Where a line below holds the string "MockServer", that line goes into the answer.

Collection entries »
##########
//! Turn a tree of CUDA/C++ sources into cleaned copies plus a JSON dataset
//! of fill-in-the-middle training records.
//!
//! ## Main Components
//!
//! - `cleaner`: regex stripping of comments, license headers, pragmas and IDE guards
//! - `fim`: dataset record construction and the randomized FIM split
//! - `walker`: source file discovery
//! - `pipeline`: per-file processing and the full run
//! - `dataset`: aggregate JSON output
//! - `config`: YAML + environment configuration

pub mod cleaner;
pub mod config;
pub mod dataset;
pub mod fim;
pub mod pipeline;
pub mod types;
pub mod utils;
pub mod walker;

pub use cleaner::clean;
pub use config::AppConfig;
pub use fim::build_record;
pub use types::{DatasetRecord, FimSplit};
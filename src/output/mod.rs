//! Output module for handing scraped records to their destination
//!
//! This module handles:
//! - The [`RecordSink`] extension point invoked after extraction
//! - A no-op default sink
//! - JSON lines output for inspecting a run

mod json;
mod traits;

pub use json::JsonLinesSink;
pub use traits::{NoopSink, RecordSink, SinkError, SinkResult};
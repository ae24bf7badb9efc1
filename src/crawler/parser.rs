//! HTML parser for chart and detail pages
//!
//! Each call parses its own document and drops it before returning, so no
//! parsed page outlives the function that read it.

use crate::crawler::selectors::ChartRules;
use crate::ExtractionError;
use scraper::Html;
use url::Url;

/// Fields read from one chart row
#[derive(Debug, Clone, PartialEq, Eq)]
pub struct ListingEntry {
    pub title: String,
    pub imdb_rating: String,
    /// Absolute detail page URL
    pub details_url: Url,
}

/// Fields read from a detail page
#[derive(Debug, Clone, PartialEq, Eq)]
pub struct MovieDetails {
    pub description: String,
}

/// Parses the chart page into one result per matched row
///
/// Rows are returned in document order. A row with a missing field yields an
/// `Err` in its slot rather than failing the whole page, so the caller decides
/// when to stop. No matching rows is an empty vector.
///
/// # Arguments
///
/// * `html` - The chart page content
/// * `start_url` - The chart URL; relative detail links resolve against it
/// * `rules` - Compiled extraction rules
pub fn parse_listing(
    html: &str,
    start_url: &Url,
    rules: &ChartRules,
) -> Vec<Result<ListingEntry, ExtractionError>> {
    let document = Html::parse_document(html);
    let page_url = start_url.as_str();

    document
        .select(&rules.row)
        .map(|row| {
            let title = rules.title.select_field(row, page_url)?;
            let imdb_rating = rules.rating.select_field(row, page_url)?;
            let href = rules.details_link.select_field(row, page_url)?;
            let details_url = resolve_link(&href, start_url)?;

            Ok(ListingEntry {
                title,
                imdb_rating,
                details_url,
            })
        })
        .collect()
}

/// Parses a detail page and extracts the plot description
pub fn parse_detail(
    html: &str,
    page_url: &Url,
    rules: &ChartRules,
) -> Result<MovieDetails, ExtractionError> {
    let document = Html::parse_document(html);
    let description = rules
        .description
        .select_field(document.root_element(), page_url.as_str())?;

    Ok(MovieDetails { description })
}

/// Resolves a link href against a base URL
///
/// Absolute hrefs are kept as-is, relative ones are joined the way a browser
/// would.
pub fn resolve_link(href: &str, base_url: &Url) -> Result<Url, ExtractionError> {
    base_url
        .join(href)
        .map_err(|source| ExtractionError::InvalidLink {
            href: href.to_string(),
            source,
        })
}
//! Chart-Ripple: a ranked chart scraper
//!
//! This crate fetches a ranked movie chart page, follows every entry's link to
//! its detail page and assembles a flat list of movie records.

pub mod config;
pub mod crawler;
pub mod output;

use thiserror::Error;

/// Main error type for Chart-Ripple operations
#[derive(Debug, Error)]
pub enum ChartError {
    #[error("Configuration error: {0}")]
    Config(#[from] ConfigError),

    #[error(transparent)]
    Fetch(#[from] FetchError),

    #[error("Extraction error: {0}")]
    Extraction(#[from] ExtractionError),

    #[error("Output error: {0}")]
    Sink(#[from] output::SinkError),

    #[error("URL parse error: {0}")]
    UrlParse(#[from] ::url::ParseError),
}

/// A page could not be retrieved
///
/// Network failures and unsuccessful HTTP statuses both end up here.
#[derive(Debug, Error)]
#[error("Could not retrieve page from {url}: {message}")]
pub struct FetchError {
    /// The requested URL (without query parameters)
    pub url: String,

    /// HTTP status code, when a response was received
    pub status: Option<u16>,

    /// Error description
    pub message: String,
}

/// A required node or attribute was missing from a page
#[derive(Debug, Error)]
pub enum ExtractionError {
    #[error("No element matches '{selector}' for field '{field}' on {url}")]
    MissingElement {
        field: &'static str,
        selector: String,
        url: String,
    },

    #[error("Element for field '{field}' has no '{attribute}' attribute on {url}")]
    MissingAttribute {
        field: &'static str,
        attribute: &'static str,
        url: String,
    },

    #[error("Invalid selector '{selector}': {message}")]
    InvalidSelector { selector: String, message: String },

    #[error("Cannot resolve link '{href}': {source}")]
    InvalidLink {
        href: String,
        source: ::url::ParseError,
    },
}

/// Configuration-specific errors
#[derive(Debug, Error)]
pub enum ConfigError {
    #[error("Failed to read config file: {0}")]
    Io(#[from] std::io::Error),

    #[error("Failed to parse TOML: {0}")]
    Parse(#[from] toml::de::Error),

    #[error("Validation error: {0}")]
    Validation(String),

    #[error("Invalid URL in config: {0}")]
    InvalidUrl(String),
}

/// Result type alias for Chart-Ripple operations
pub type Result<T> = std::result::Result<T, ChartError>;

/// Result type alias for configuration operations
pub type ConfigResult<T> = std::result::Result<T, ConfigError>;

// Re-export commonly used types
pub use config::Config;
pub use crawler::{ChartScraper, Movie};
pub use output::{JsonLinesSink, NoopSink, RecordSink};
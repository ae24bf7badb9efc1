//! Movie record produced for every chart entry

use serde::Serialize;
use std::collections::BTreeMap;

/// A scraped chart entry
///
/// `title` and `imdb_rating` come from the chart row, `description` from the
/// entry's detail page. Values are kept exactly as they appear in the markup.
#[derive(Debug, Clone, PartialEq, Eq, Serialize)]
pub struct Movie {
    pub title: String,
    pub imdb_rating: String,
    pub description: String,
}

impl Movie {
    pub fn new(
        title: impl Into<String>,
        imdb_rating: impl Into<String>,
        description: impl Into<String>,
    ) -> Self {
        Self {
            title: title.into(),
            imdb_rating: imdb_rating.into(),
            description: description.into(),
        }
    }

    /// Returns the record as a plain field-name to value mapping
    pub fn to_map(&self) -> BTreeMap<&'static str, String> {
        BTreeMap::from([
            ("title", self.title.clone()),
            ("imdb_rating", self.imdb_rating.clone()),
            ("description", self.description.clone()),
        ])
    }
}
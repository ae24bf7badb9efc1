//! HTTP fetcher implementation
//!
//! One GET per page, no retries. Anything other than a usable response
//! becomes a [`FetchError`] carrying the requested URL.

use crate::FetchError;
use reqwest::Client;
use std::collections::BTreeMap;
use url::Url;

/// Builds the HTTP client shared by the listing and detail fetches
///
/// No custom headers and no timeout are configured; redirects follow the
/// client's default policy.
pub fn build_http_client() -> Result<Client, reqwest::Error> {
    Client::builder().gzip(true).brotli(true).build()
}

/// Fetches a page and returns its body as text
///
/// # Arguments
///
/// * `client` - The HTTP client to use
/// * `url` - The page URL
/// * `params` - Query parameters to attach, if any
///
/// # Returns
///
/// * `Ok(String)` - The decoded response body
/// * `Err(FetchError)` - Network failure or a status >= 400
pub async fn fetch_page(
    client: &Client,
    url: &Url,
    params: Option<&BTreeMap<String, String>>,
) -> Result<String, FetchError> {
    let mut request = client.get(url.clone());
    if let Some(params) = params.filter(|p| !p.is_empty()) {
        request = request.query(params);
    }

    tracing::debug!("GET {}", url);

    let response = request
        .send()
        .await
        .map_err(|e| network_error(url, &e))?;

    let status = response.status();
    if status.is_client_error() || status.is_server_error() {
        return Err(FetchError {
            url: url.to_string(),
            status: Some(status.as_u16()),
            message: format!("HTTP {}", status),
        });
    }

    response.text().await.map_err(|e| FetchError {
        url: url.to_string(),
        status: Some(status.as_u16()),
        message: e.to_string(),
    })
}

/// Classifies a transport-level failure
fn network_error(url: &Url, error: &reqwest::Error) -> FetchError {
    let message = if error.is_timeout() {
        "Request timeout".to_string()
    } else if error.is_connect() {
        "Connection refused".to_string()
    } else {
        error.to_string()
    };

    FetchError {
        url: url.to_string(),
        status: None,
        message,
    }
}
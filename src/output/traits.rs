//! Output sink traits and types

use crate::crawler::Movie;
use thiserror::Error;

/// Errors that can occur while saving records
#[derive(Debug, Error)]
pub enum SinkError {
    #[error("IO error: {0}")]
    Io(#[from] std::io::Error),

    #[error("Failed to serialize record: {0}")]
    Serialize(#[from] serde_json::Error),
}

/// Result type for sink operations
pub type SinkResult<T> = Result<T, SinkError>;

/// Destination for the records of a finished run
pub trait RecordSink {
    /// Saves the given records, in order
    fn save(&mut self, records: &[Movie]) -> SinkResult<()>;
}

/// Sink that discards everything
///
/// This is the default: a run keeps its records in memory only.
#[derive(Debug, Clone, Copy, Default)]
pub struct NoopSink;

impl RecordSink for NoopSink {
    fn save(&mut self, _records: &[Movie]) -> SinkResult<()> {
        Ok(())
    }
}
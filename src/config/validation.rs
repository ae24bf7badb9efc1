use crate::config::types::{ChartConfig, Config};
use crate::ConfigError;
use url::Url;

/// Validates the entire configuration
pub fn validate(config: &Config) -> Result<(), ConfigError> {
    validate_chart_config(&config.chart)
}

/// Validates the chart section
fn validate_chart_config(config: &ChartConfig) -> Result<(), ConfigError> {
    validate_start_url(&config.start_url)?;

    for name in config.params.keys() {
        if name.trim().is_empty() {
            return Err(ConfigError::Validation(
                "query parameter names cannot be empty".to_string(),
            ));
        }
    }

    Ok(())
}

/// The start URL is also the base for detail links, so it must be absolute
fn validate_start_url(start_url: &str) -> Result<(), ConfigError> {
    let url = Url::parse(start_url)
        .map_err(|e| ConfigError::InvalidUrl(format!("Invalid start-url '{}': {}", start_url, e)))?;

    if url.scheme() != "http" && url.scheme() != "https" {
        return Err(ConfigError::Validation(format!(
            "start-url '{}' must use HTTP or HTTPS scheme",
            start_url
        )));
    }

    if url.host_str().is_none() {
        return Err(ConfigError::Validation(format!(
            "start-url '{}' has no host",
            start_url
        )));
    }

    Ok(())
}
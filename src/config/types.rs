use serde::Deserialize;
use std::collections::BTreeMap;

/// Start URL used when no configuration overrides it
pub const DEFAULT_START_URL: &str = "https://www.imdb.com/chart/top/";

/// Query parameters sent with the default start URL
pub const DEFAULT_PARAMS: &[(&str, &str)] = &[("ref_", "nv_mv_250")];

/// Main configuration structure for Chart-Ripple
#[derive(Debug, Clone, Default, Deserialize)]
pub struct Config {
    #[serde(default)]
    pub chart: ChartConfig,
}

/// Which chart page to scrape
#[derive(Debug, Clone, Deserialize)]
pub struct ChartConfig {
    /// Absolute URL of the listing page; detail links resolve against it
    #[serde(rename = "start-url", default = "default_start_url")]
    pub start_url: String,

    /// Query parameters attached to the listing request only
    #[serde(default)]
    pub params: BTreeMap<String, String>,
}

impl Default for ChartConfig {
    fn default() -> Self {
        Self {
            start_url: default_start_url(),
            params: default_params(),
        }
    }
}

fn default_start_url() -> String {
    DEFAULT_START_URL.to_string()
}

fn default_params() -> BTreeMap<String, String> {
    DEFAULT_PARAMS
        .iter()
        .map(|(k, v)| (k.to_string(), v.to_string()))
        .collect()
}
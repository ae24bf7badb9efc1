use crate::{chart_html, chart_url, detail_html, mount_page, Row};
use chart_ripple::output::{RecordSink, SinkResult};
use chart_ripple::{ChartScraper, JsonLinesSink, Movie};
use std::collections::BTreeMap;
use std::io::Write;
use std::sync::{Arc, Mutex};
use wiremock::MockServer;

/// Sink that remembers every batch it was handed
#[derive(Clone, Default)]
struct RecordingSink {
    batches: Arc<Mutex<Vec<Vec<Movie>>>>,
}

impl RecordSink for RecordingSink {
    fn save(&mut self, records: &[Movie]) -> SinkResult<()> {
        self.batches.lock().unwrap().push(records.to_vec());
        Ok(())
    }
}

/// Writer shared with the test so the output can be read back
#[derive(Clone, Default)]
struct SharedBuffer(Arc<Mutex<Vec<u8>>>);

impl Write for SharedBuffer {
    fn write(&mut self, buf: &[u8]) -> std::io::Result<usize> {
        self.0.lock().unwrap().write(buf)
    }

    fn flush(&mut self) -> std::io::Result<()> {
        Ok(())
    }
}

async fn two_entry_server() -> MockServer {
    let server = MockServer::start().await;
    mount_page(
        &server,
        "/chart/top/",
        chart_html(&[
            Row(1, "The Shawshank Redemption", "9.3", "/title/tt0111161/"),
            Row(2, "The Godfather", "9.2", "/title/tt0068646/"),
        ]),
    )
    .await;
    mount_page(&server, "/title/tt0111161/", detail_html("Shawshank plot")).await;
    mount_page(&server, "/title/tt0068646/", detail_html("Godfather plot")).await;
    server
}

#[tokio::test]
async fn test_extract_does_not_call_sink() {
    let server = two_entry_server().await;
    let sink = RecordingSink::default();

    let mut scraper = ChartScraper::new(&chart_url(&server), BTreeMap::new())
        .unwrap()
        .with_sink(Box::new(sink.clone()));
    scraper.extract().await.expect("Extraction failed");

    assert!(sink.batches.lock().unwrap().is_empty());
}

#[tokio::test]
async fn test_save_output_hands_records_to_sink() {
    let server = two_entry_server().await;
    let sink = RecordingSink::default();

    let mut scraper = ChartScraper::new(&chart_url(&server), BTreeMap::new())
        .unwrap()
        .with_sink(Box::new(sink.clone()));
    scraper.extract().await.expect("Extraction failed");
    scraper.save_output().expect("Save failed");

    let batches = sink.batches.lock().unwrap();
    assert_eq!(batches.len(), 1);
    assert_eq!(batches[0], scraper.output());
}

#[tokio::test]
async fn test_json_lines_sink_output() {
    let server = two_entry_server().await;
    let buffer = SharedBuffer::default();

    let mut scraper = ChartScraper::new(&chart_url(&server), BTreeMap::new())
        .unwrap()
        .with_sink(Box::new(JsonLinesSink::new(buffer.clone())));
    scraper.extract().await.expect("Extraction failed");
    scraper.save_output().expect("Save failed");

    let text = String::from_utf8(buffer.0.lock().unwrap().clone()).unwrap();
    let lines: Vec<serde_json::Value> = text
        .lines()
        .map(|line| serde_json::from_str(line).unwrap())
        .collect();

    assert_eq!(lines.len(), 2);
    assert_eq!(lines[0]["title"], "1. The Shawshank Redemption");
    assert_eq!(lines[1]["imdb_rating"], "9.2");
    assert_eq!(lines[1]["description"], "Godfather plot");
}
//! Field extraction rules for chart and detail pages
//!
//! Every field is described by a selector path and an extraction rule. A path
//! is a chain of CSS selectors: each step is applied to the first match of the
//! previous one, so `[".titleColumn", "a"]` means "the first `a` inside the
//! first `.titleColumn`".

use crate::ExtractionError;
use scraper::{ElementRef, Selector};

/// Selector for the repeated rows of the chart table
pub const LISTING_ROW: &str = ".lister-list tr";

/// How a value is read from the matched element
#[derive(Debug, Clone, Copy, PartialEq, Eq)]
pub enum Extract {
    /// Concatenated text of the element and its descendants, untrimmed
    Text,
    /// Value of the named attribute
    Attr(&'static str),
}

/// A declarative field rule
#[derive(Debug, Clone, Copy)]
pub struct FieldRule {
    pub field: &'static str,
    pub path: &'static [&'static str],
    pub extract: Extract,
}

pub const TITLE: FieldRule = FieldRule {
    field: "title",
    path: &[".titleColumn"],
    extract: Extract::Text,
};

pub const RATING: FieldRule = FieldRule {
    field: "imdb_rating",
    path: &[".imdbRating"],
    extract: Extract::Text,
};

pub const DETAILS_LINK: FieldRule = FieldRule {
    field: "details_url",
    path: &[".titleColumn", "a"],
    extract: Extract::Attr("href"),
};

pub const DESCRIPTION: FieldRule = FieldRule {
    field: "description",
    path: &[
        ".GenresAndPlot__ContentParent-cum89p-8 p",
        "span:nth-of-type(1)",
    ],
    extract: Extract::Text,
};

/// A [`FieldRule`] with its selectors parsed
#[derive(Debug, Clone)]
pub struct CompiledRule {
    rule: FieldRule,
    steps: Vec<Selector>,
}

impl CompiledRule {
    pub fn compile(rule: FieldRule) -> Result<Self, ExtractionError> {
        let steps = rule
            .path
            .iter()
            .map(|step| parse_selector(step))
            .collect::<Result<Vec<_>, _>>()?;
        Ok(Self { rule, steps })
    }

    pub fn field(&self) -> &'static str {
        self.rule.field
    }

    /// Follows the selector path from `scope` and reads the field value
    ///
    /// `page_url` is only used to make errors point at the offending page.
    pub fn select_field(
        &self,
        scope: ElementRef<'_>,
        page_url: &str,
    ) -> Result<String, ExtractionError> {
        let mut current = scope;
        for (selector, raw) in self.steps.iter().zip(self.rule.path) {
            current = current
                .select(selector)
                .next()
                .ok_or_else(|| ExtractionError::MissingElement {
                    field: self.rule.field,
                    selector: raw.to_string(),
                    url: page_url.to_string(),
                })?;
        }

        match self.rule.extract {
            Extract::Text => Ok(current.text().collect()),
            Extract::Attr(name) => current
                .value()
                .attr(name)
                .map(str::to_string)
                .ok_or_else(|| ExtractionError::MissingAttribute {
                    field: self.rule.field,
                    attribute: name,
                    url: page_url.to_string(),
                }),
        }
    }
}

/// All selectors used by one extraction run
#[derive(Debug, Clone)]
pub struct ChartRules {
    pub row: Selector,
    pub title: CompiledRule,
    pub rating: CompiledRule,
    pub details_link: CompiledRule,
    pub description: CompiledRule,
}

impl ChartRules {
    pub fn compile() -> Result<Self, ExtractionError> {
        Ok(Self {
            row: parse_selector(LISTING_ROW)?,
            title: CompiledRule::compile(TITLE)?,
            rating: CompiledRule::compile(RATING)?,
            details_link: CompiledRule::compile(DETAILS_LINK)?,
            description: CompiledRule::compile(DESCRIPTION)?,
        })
    }
}

fn parse_selector(selector: &str) -> Result<Selector, ExtractionError> {
    Selector::parse(selector).map_err(|e| ExtractionError::InvalidSelector {
        selector: selector.to_string(),
        message: format!("{:?}", e),
    })
}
##########
YOUR RESPONSE »
use wiremock::MockServer;
async fn two_entry_server() -> MockServer {
    let server = MockServer::start().await;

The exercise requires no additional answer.